El Ponte Vecchio tiene dos espaldas palpitantes, simples y luminosas que se reflejan en un rio de chocolate de unos 80 metros de ancho, llamado Arno. También tiene al centro, una calle calzada, con los frontales de numerosas tiendas cuyas espaldas yo prefiero. Es un puente extraño, el único que Hitler perdonó en su retirada en el ya lejano 1945. De los 4 puentes que cruzan del centro hacia mi morada en Oltrarno, sin embargo, el Spirito Santo es mi favorito. Mira hacia las bellas espaldas del Vecchio mientras es ágil y te lleva a todas partes dentro de la muralla que rodea Florencia, en ambas riberas del Arno, en todo tipo de transporte. Tiene estatuas de dramas bìblicos en sus entradas que atestiguan la belleza de sus similares mas logradas y menos expuestas a los elementos en los nichos de los templos del centro y los palazzos.
Pero tal vez no soy quién para hablar de belleza, pues mi profesor de pintura me dijo claro, lapidario y en italiano: “tienes ojo para el arte y, según vi en tu blog, muchas cosas que decir, pero no estas dispuesta a sufrir. Dejas todo a la mitad. Deberías probar clases de cocina”. Por lo menos eso fue lo que yo entendí mientras corría hacia la puerta avergonzada. La verdad? Estaba muerta. Pensé en quemar la galería Uffizzi. Lloré con rabia viendo las nalgas de Neptuno en Piazza de la Signoria y también en un banco frente al Duomo de Brunelleschi. Reclamé al divino en San Lorenzo y sentí lástima de mi en Santa María del Fiori y también en Santa Croce. Pero primero que todo, fui y le grité a David, frente al palacio Vecchio y también luego a su réplica en la plaza Michelangelo. Le reclamé por su zanganada hace mil años con el marido de Betsabé. Le desprecie su triunfo ante Goliat, pues gozó los beneficios de un lanzamisiles contra un pobre bruto como yo, hecho para el pleito cuerpo a cuerpo, en su caso en las arenas bíblicas, en el mío en una cocina anónima, mal matándome a medias con algún soufflé que si sabe sufrir.

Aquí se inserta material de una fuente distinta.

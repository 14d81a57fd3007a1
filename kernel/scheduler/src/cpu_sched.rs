use crate::{Machine, TimerTickMode};
use alloc::boxed::Box;
use alloc::sync::Arc;
use alloc::vec::Vec;
use context::{ArchSwitch, Context, ContextRef, HelpingMode, ThreadState};
use cpu::CpuId;
use kernel_config::time::{FINE_GRAINED_CPUTIME, ONE_SHOT_MAX_IDLE_US, SCHEDULER_GRANULARITY_US, SCHEDULER_ONE_SHOT};
use ready_queue::ReadyQueue;
use sched_context::SchedContextRef;
use time::{ClockSource, Clock, CpuTime};
use timeout::{ExpiryContext, Timeout, TimeoutQueue, TimeoutRef, TimesliceTimeout};

/// The outcome of a switch to another context.
#[derive(Clone, Copy, Debug, PartialEq, Eq)]
pub enum Switch {
    /// The target runs now.
    Ok,
    /// The target runs now, but a DRQ handled on the way asks for a new scheduling decision.
    Resched,
    /// The target cannot run here right now; nothing changed.
    Failed,
}

/// The scheduler of one CPU.
pub struct CpuSched {
    pub(crate) cpu: CpuId,
    pub(crate) machine: Arc<Machine>,
    pub(crate) rq: ReadyQueue,
    pub(crate) timeouts: TimeoutQueue,
    pub(crate) timeslice: Arc<TimesliceTimeout>,
    pub(crate) current: ContextRef,
    pub(crate) idle: ContextRef,
    arch: Box<dyn ArchSwitch>,
    clock: Clock,
    ticks: u64,
    /// Whether the timer is programmed for the next timeout instead of ticking periodically.
    pub(crate) one_shot: bool,
    /// The deadline the one-shot timer is programmed for.
    programmed: u64,
    /// The clock at the previous timer interrupt.
    last_tick: u64,
    pub(crate) need_resched: bool,
}

impl CpuSched {
    pub(crate) fn new(
        cpu: CpuId,
        machine: Arc<Machine>,
        arch: Box<dyn ArchSwitch>,
        clock_source: Arc<dyn ClockSource>,
    ) -> Result<CpuSched, &'static str> {
        let idle = Context::new_idle(cpu)?;
        idle.set_running(true);
        let mut rq = ReadyQueue::new();
        rq.set_idle(idle.sched().clone());
        let clock = Clock::new(clock_source, machine.kip());

        let mut cs = CpuSched {
            cpu,
            machine,
            rq,
            timeouts: TimeoutQueue::new(),
            timeslice: TimesliceTimeout::new(),
            current: idle.clone(),
            idle,
            arch,
            clock,
            ticks: 0,
            one_shot: SCHEDULER_ONE_SHOT,
            programmed: 0,
            last_tick: 0,
            need_resched: false,
        };
        let idle_sched = cs.idle.sched().clone();
        cs.set_current_sched(&idle_sched);
        Ok(cs)
    }

    pub fn cpu(&self) -> CpuId {
        self.cpu
    }

    pub fn machine(&self) -> &Arc<Machine> {
        &self.machine
    }

    /// The context executing on this CPU.
    pub fn current(&self) -> &ContextRef {
        &self.current
    }

    pub fn idle(&self) -> &ContextRef {
        &self.idle
    }

    /// The system clock in µs.
    pub fn clock(&self) -> u64 {
        self.machine.clock()
    }

    pub fn rq(&self) -> &ReadyQueue {
        &self.rq
    }

    pub fn rq_mut(&mut self) -> &mut ReadyQueue {
        &mut self.rq
    }

    pub fn timeouts(&self) -> &TimeoutQueue {
        &self.timeouts
    }

    /// The time the idle context has run on this CPU, in µs.
    pub fn idle_time(&self) -> CpuTime {
        self.idle.consumed_time()
    }

    /// What is left of the running timeslice, in µs.
    pub fn timeslice_left(&self) -> u64 {
        let state = self.timeslice.timeout_state();
        let left = state.remaining(self.clock());
        if state.is_set() && left > 0 { left as u64 } else { 0 }
    }

    /// Asks for a scheduling decision at the next opportunity.
    pub fn request_resched(&mut self) {
        self.need_resched = true;
    }

    pub fn need_resched(&self) -> bool {
        self.need_resched
    }

    /// Puts the current context back on the ready list if it is still ready
    /// and still belongs here.
    pub fn update_ready_list(&mut self) {
        let current = &self.current;
        if current.is_ready() && current.home_cpu() == self.cpu {
            self.rq.ready_enqueue(current.sched());
        }
    }

    /// Whether `ctx` may be picked on this CPU. A context homed on an offline
    /// CPU is adopted.
    fn runs_here(&self, ctx: &Context) -> bool {
        if !ctx.is_ready() {
            return false;
        }
        let home = ctx.home_cpu();
        if home == self.cpu {
            return true;
        }
        if !self.machine.is_online(home) && self.machine.route(home) == self.cpu {
            debug!("CPU {}: adopting {:?} from offline CPU {}", self.cpu, ctx, home);
            ctx.set_home_cpu(self.cpu);
            return true;
        }
        false
    }

    /// Picks the head of the ready list and switches to it.
    pub fn schedule(&mut self) {
        let current = self.current.clone();
        current.set_helper(HelpingMode::NotHelping, &current);
        self.update_ready_list();

        let mut skipped: Vec<SchedContextRef> = Vec::new();
        loop {
            let sc = self.rq.next_to_run().unwrap_or_else(|| self.idle.sched().clone());
            let next = match sc.owner::<Context>() {
                Some(next) => next,
                None => {
                    error!("CPU {}: {:?} has no owner left, dropping it", self.cpu, sc);
                    self.rq.ready_dequeue(&sc);
                    continue;
                }
            };
            if !sc.is_idle() && !self.runs_here(&next) {
                self.rq.ready_dequeue(&sc);
                continue;
            }
            match self.schedule_switch_to_locked(&next) {
                Switch::Ok => break,
                Switch::Resched => continue,
                Switch::Failed if sc.is_idle() => break,
                Switch::Failed => {
                    // still executing on its previous CPU
                    self.rq.ready_dequeue(&sc);
                    skipped.push(sc);
                }
            }
        }

        if !skipped.is_empty() {
            for sc in skipped.iter() {
                self.rq.ready_enqueue(sc);
            }
            self.need_resched = true;
        }
    }

    /// Makes `next`'s timeslice current and switches to it.
    pub fn schedule_switch_to_locked(&mut self, next: &ContextRef) -> Switch {
        let sc = next.sched().clone();
        if !ready_queue::same_opt(self.rq.current_sched(), Some(&sc)) {
            self.set_current_sched(&sc);
        }
        if !context::same(&self.current, next) {
            self.switch_exec_locked(next, HelpingMode::NotHelping)
        } else {
            self.switch_handle_drq()
        }
    }

    /// Ends the current timeslice and starts `sc`'s.
    ///
    /// The old timeslice keeps the time it has left, or gets a fresh quantum
    /// if it has used it up.
    pub fn set_current_sched(&mut self, sc: &SchedContextRef) {
        let clock = self.clock();
        if let Some(cs) = self.rq.current_sched().cloned() {
            let left = self.timeslice.timeout_state().remaining(clock);
            if self.timeslice.timeout_state().is_set() && left > 0 {
                cs.set_left(left as u64);
            } else {
                cs.replenish();
            }
        }
        self.timeouts.reset(&*self.timeslice);
        let timeslice: TimeoutRef = self.timeslice.clone();
        self.timeouts.set(timeslice, clock + sc.left());
        trace!("CPU {}: timeslice of {:?} ends at {}", self.cpu, sc, clock + sc.left());
        self.rq.activate(sc.clone());
        self.update_timer();
    }

    /// Switches the CPU to `to` without a scheduling decision.
    ///
    /// With [`HelpingMode::Helping`], `to` runs on the current timeslice on
    /// behalf of the current context.
    pub fn switch_exec_locked(&mut self, to: &ContextRef, mode: HelpingMode) -> Switch {
        if context::same(&self.current, to) {
            return Switch::Ok;
        }
        if to.is_running() {
            if to.home_cpu() == self.cpu && to.is_ready() {
                self.rq.ready_enqueue(to.sched());
            }
            return Switch::Failed;
        }
        if !to.is_ready() {
            return Switch::Failed;
        }

        let from = self.current.clone();
        if to.home_cpu() == self.cpu {
            to.set_helper(mode, &from);
        }
        self.update_ready_list();
        if FINE_GRAINED_CPUTIME {
            from.consume_time(self.clock.delta_us());
        }

        trace!("CPU {}: switch {:?} -> {:?} ({:?})", self.cpu, from, to, mode);
        self.arch.switch_cpu(&from, to);
        from.set_running(false);
        to.set_running(true);
        self.current = to.clone();

        self.switch_handle_drq()
    }

    /// Like [`switch_exec_locked()`](Self::switch_exec_locked), followed by a
    /// full scheduling decision if the switch did not settle things.
    pub fn switch_exec_schedule_locked(&mut self, to: &ContextRef, mode: HelpingMode) {
        if self.switch_exec_locked(to, mode) != Switch::Ok {
            self.schedule();
        }
    }

    pub(crate) fn switch_handle_drq(&mut self) -> Switch {
        if self.handle_drq() {
            Switch::Resched
        } else {
            Switch::Ok
        }
    }

    /// Switches to `to`, falling back to a scheduling decision if that fails.
    pub fn switch_to_locked(&mut self, to: &ContextRef) {
        if self.schedule_switch_to_locked(to) != Switch::Ok {
            self.schedule();
        }
    }

    /// Puts a ready `ctx` on the ready list. Returns whether it should preempt
    /// the current context.
    ///
    /// With `lazy` and a positive answer, `ctx` is not enqueued: the caller
    /// is expected to switch to it.
    pub fn deblock(&mut self, ctx: &Context, lazy: bool) -> bool {
        assert_eq!(ctx.home_cpu(), self.cpu, "CpuSched::deblock(): context is homed on another CPU");
        self.rq.deblock(ctx.sched(), Some(self.current.sched()), lazy)
    }

    /// Deblocks `ctx` and switches to it right away if it should preempt.
    pub fn deblock_and_schedule(&mut self, ctx: &ContextRef) {
        if self.deblock(ctx, true) {
            self.switch_to_locked(ctx);
        }
    }

    /// Makes `ctx` ready, switching to it if it should preempt.
    /// Returns whether it switched.
    ///
    /// A context homed on another CPU is woken through that CPU's inbox.
    pub fn activate(&mut self, ctx: &ContextRef) -> bool {
        if ctx.home_cpu() != self.cpu {
            self.xcpu_state_change(ctx, ThreadState::empty(), ThreadState::READY, false);
            return false;
        }
        ctx.state_add_dirty(ThreadState::READY);
        if self.deblock(ctx, true) {
            self.switch_to_locked(ctx);
            true
        } else {
            false
        }
    }

    /// Blocks the current context and picks another one.
    pub fn block_current(&mut self) {
        self.current.state_del_dirty(ThreadState::READY);
        self.schedule();
    }

    /// Schedules if a reschedule was requested. Returns whether it did.
    pub fn preemption_point(&mut self) -> bool {
        if self.handle_drq() {
            self.schedule();
            true
        } else {
            false
        }
    }

    // timeouts

    /// Arms `to` on behalf of `ctx` at the absolute time `wakeup`, replacing
    /// whatever `ctx` had armed before.
    pub fn set_timeout(&mut self, ctx: &Context, to: TimeoutRef, wakeup: u64) {
        self.reset_timeout(ctx);
        self.timeouts.set(to.clone(), wakeup);
        ctx.set_timeout(to);
        self.update_timer();
    }

    /// Disarms the timeout of `ctx`. Returns whether one was armed.
    pub fn reset_timeout(&mut self, ctx: &Context) -> bool {
        match ctx.take_timeout() {
            Some(to) => self.timeouts.reset(&*to),
            None => false,
        }
    }

    /// Fires every timeout that is due. Returns whether one asked for a reschedule.
    pub fn do_timeouts(&mut self) -> bool {
        let mut cx = ExpiryContext {
            rq: &mut self.rq,
            running: Some(self.current.sched().clone()),
            clock: self.machine.clock(),
        };
        self.timeouts.do_timeouts(&mut cx)
    }

    /// The time a one-shot timer would have to be programmed for.
    pub fn next_timer(&self) -> u64 {
        self.timeouts.next_wakeup()
    }

    /// Programs the one-shot timer for the earliest armed timeout, at least
    /// one granularity and at most [`ONE_SHOT_MAX_IDLE_US`] ahead of the clock.
    pub(crate) fn update_timer(&mut self) {
        if !self.one_shot {
            return;
        }
        let clock = self.clock();
        let next = self.timeouts
            .first_wakeup()
            .map_or(clock + ONE_SHOT_MAX_IDLE_US, |w| w.min(clock + ONE_SHOT_MAX_IDLE_US))
            .max(clock + SCHEDULER_GRANULARITY_US);
        if next != self.programmed {
            trace!("CPU {}: one-shot timer programmed for {}", self.cpu, next);
            self.programmed = next;
        }
    }

    /// The deadline the timer of this CPU is programmed for, or `None` if it
    /// ticks periodically.
    pub fn programmed_timer(&self) -> Option<u64> {
        if self.one_shot {
            Some(self.programmed)
        } else {
            None
        }
    }

    /// The timer interrupt of this CPU. Returns whether it rescheduled.
    pub fn timer_tick(&mut self) -> bool {
        self.ticks += 1;
        let one_shot = self.one_shot;
        // a one-shot interrupt arrives at the programmed deadline
        let now = if one_shot {
            self.programmed.max(self.clock())
        } else {
            self.ticks * SCHEDULER_GRANULARITY_US
        };
        let kip = self.machine.kip();
        match self.machine.tick_mode() {
            TimerTickMode::AnyCpu => {
                kip.advance_clock_to(now);
            }
            TimerTickMode::SysCpu if self.cpu == CpuId::BOOT => {
                if one_shot {
                    kip.advance_clock_to(now);
                } else {
                    kip.advance_clock(SCHEDULER_GRANULARITY_US);
                }
            }
            _ => {}
        }

        let clock = self.clock();
        let used = if FINE_GRAINED_CPUTIME {
            self.clock.delta_us()
        } else if one_shot {
            clock.saturating_sub(self.last_tick)
        } else {
            SCHEDULER_GRANULARITY_US
        };
        self.last_tick = clock;
        self.current.consume_time(used);

        let mut resched = self.do_timeouts();
        resched |= self.handle_drq();
        if resched {
            self.schedule();
        }
        self.update_timer();
        resched
    }
}

impl core::fmt::Debug for CpuSched {
    fn fmt(&self, f: &mut core::fmt::Formatter<'_>) -> core::fmt::Result {
        f.debug_struct("CpuSched")
            .field("cpu", &self.cpu)
            .field("current", &self.current)
            .field("ready", &self.rq.len())
            .field("timeouts", &self.timeouts.len())
            .finish_non_exhaustive()
    }
}
//! Sending to a receiver homed on another CPU.
//!
//! The handshake runs on the receiver's CPU as a posted closure. The sender
//! blocks with `DRQ_WAIT` until that closure has left its verdict in the
//! sender's [`IpcWait::remote_result`](context::IpcWait::remote_result).

use crate::{block, sender, wait_of, IpcOutcome};
use abi::L4Error;
use context::{CheckSender, ContextRef, IpcPhase, ThreadState};
use scheduler::CpuSched;

struct RemoteSend {
    sender: ContextRef,
    partner: ContextRef,
}

pub(crate) fn handshake_receiver(cs: &mut CpuSched, me: &ContextRef, partner: &ContextRef) -> IpcOutcome {
    {
        let mut ipc = me.ipc();
        ipc.wait.remote_result = None;
        // the receiver runs elsewhere, there is nothing to switch to
        ipc.wait.do_switch = false;
    }
    me.state_change_dirty(ThreadState::READY, ThreadState::SEND_WAIT | ThreadState::DRQ_WAIT);
    me.set_ipc_phase(IpcPhase::RemoteSend);
    debug!("{:?}: remote send to {:?} on CPU {}", me, partner, partner.home_cpu());

    let rq = RemoteSend { sender: me.clone(), partner: partner.clone() };
    cs.remote_call(partner.home_cpu(), move |pcs| remote_ipc_send(pcs, rq));
    if me.state().contains(ThreadState::DRQ_WAIT) {
        cs.schedule();
        IpcOutcome::Blocked
    } else {
        // handled right here, the receiver's CPU is offline
        resume_send(cs, me)
    }
}

/// The receiver's half of a remote send, run on the receiver's CPU.
fn remote_ipc_send(pcs: &mut CpuSched, rq: RemoteSend) {
    if !pcs.adopt_or_forward(&rq.partner) {
        // the receiver migrated while the request was in flight
        let home = rq.partner.home_cpu();
        pcs.remote_call(home, move |pcs| remote_ipc_send(pcs, rq));
        return;
    }
    let RemoteSend { sender, partner } = rq;
    let wait = wait_of(&sender);

    let (result, del) = match sender::check_sender(&partner, &sender, !wait.timeout.snd.is_zero()) {
        CheckSender::Queued => (CheckSender::Queued, ThreadState::DRQ_WAIT),
        CheckSender::Ok | CheckSender::Done => {
            pcs.reset_timeout(&partner);
            sender::transfer_msg(&sender, &partner, wait.tag, wait.label, wait.send_rights);
            let next_phase = if wait.have_receive { ThreadState::RECEIVE_WAIT } else { ThreadState::empty() };
            sender.state_change_dirty(ThreadState::SEND_WAIT, next_phase);
            partner.state_change_dirty(ThreadState::IPC_MASK, ThreadState::READY);
            if pcs.deblock(&partner, false) {
                pcs.request_resched();
            }
            (CheckSender::Done, ThreadState::DRQ_WAIT)
        }
        CheckSender::Failed => (CheckSender::Failed, ThreadState::IPC_MASK | ThreadState::DRQ_WAIT),
    };
    debug!("CPU {}: remote send {:?} -> {:?}: {:?}", pcs.cpu(), sender, partner, result);

    sender.ipc().wait.remote_result = Some(result);
    if pcs.xcpu_state_change(&sender, del, ThreadState::READY, false) {
        pcs.request_resched();
    }
}

/// Continues a remote send once the receiver's CPU has answered.
pub(crate) fn resume_send(cs: &mut CpuSched, me: &ContextRef) -> IpcOutcome {
    if me.state().contains(ThreadState::DRQ_WAIT) {
        return block(cs, me, IpcPhase::RemoteSend);
    }
    let (result, partner) = {
        let mut ipc = me.ipc();
        (ipc.wait.remote_result.take(), ipc.wait.send_partner())
    };
    let partner = match partner {
        Some(partner) => partner,
        None => {
            me.state_del_dirty(ThreadState::FULL_IPC_MASK);
            me.utcb().error = L4Error::NotExistent;
            return sender::send_failed(cs, me);
        }
    };

    match result {
        Some(CheckSender::Done) => sender::send_done(cs, me),
        Some(CheckSender::Queued) => sender::start_send_wait(cs, me, &partner),
        _ => {
            me.state_del_dirty(ThreadState::IPC_MASK);
            sender::send_failed(cs, me)
        }
    }
}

Subí el Giardino Boboli hasta San Miniato al Monte y lo bajé en carrera. A como me acercaba a mi destino, la película de mi vida pasaba delante de mis ojos (como siempre, es mejor el libro) y así sabía que mi final no sería a medias. Yo moriría en Florencia en una noche de la que ya guardaba recuerdos, con un salto de artista sufrido al frio y lodoso Arno, desde el Spiritu Santo...
Pero alguien se me había adelantado y salté ya no para morir, sino para salvar a un pobre diablo mas deprimido que yo. Así conocí a Leonardo, autollamado el santo patrón de las cosas a medias, ahogándome junto con el en un sueño la mañana de mi examen final de dibujo. “Nunca terminé una pintura”, me dijo el pintor (inconcluso) de la Monalisa, “y casi todos mis inventos se quedaron en dibujos”. Dejó la pintura por la ingeniería. “En mi tiempo se me conoció por arquitecto y escultor y sin embargo no queda de eso ni una escultura o edificio, las primeras fueron pocas, los segundos nunca se construyeron”
Yo había estado la mañana anterior en su pueblo, Vinci, a unos 30 minutos de Florencia con los otros de mi clase y nuestro profesor, el mismo que me atormentó en el sueño. También, como todo el mundo, había visto la obra gloriosa de Leonardo, primero en los libros y museos y mas últimamente en camisetas, calzoncillos, y baratijas por doquier. Resulta que las bajezas comerciales que no paran de crecer hacia abajo habían hecho con la frágil sensibilidad artística de mi nuevo amigo lo mismo que a mi me hizo la sinceridad de mi pesadilla-profesor. "Quiero morir mil muertes. La dignidad es lo único que tenemos los muertos y ahora mi obra estampa calzoncillos". Metafóricamente ahogamos durante segundos/horas, nuestros respectivos dolores en el rio. Recuerdo sentir orgullo cuando me citó un poema de mi patria: "Donde estamos, tiempo, tú y yo. Tú que no existes y yo que vivo en ti." Sentí un Renacimiento. Si en el mas allá se lee a Alfonso Cortez, ninguna nica va a fallar en el examen de dibujo de hoy.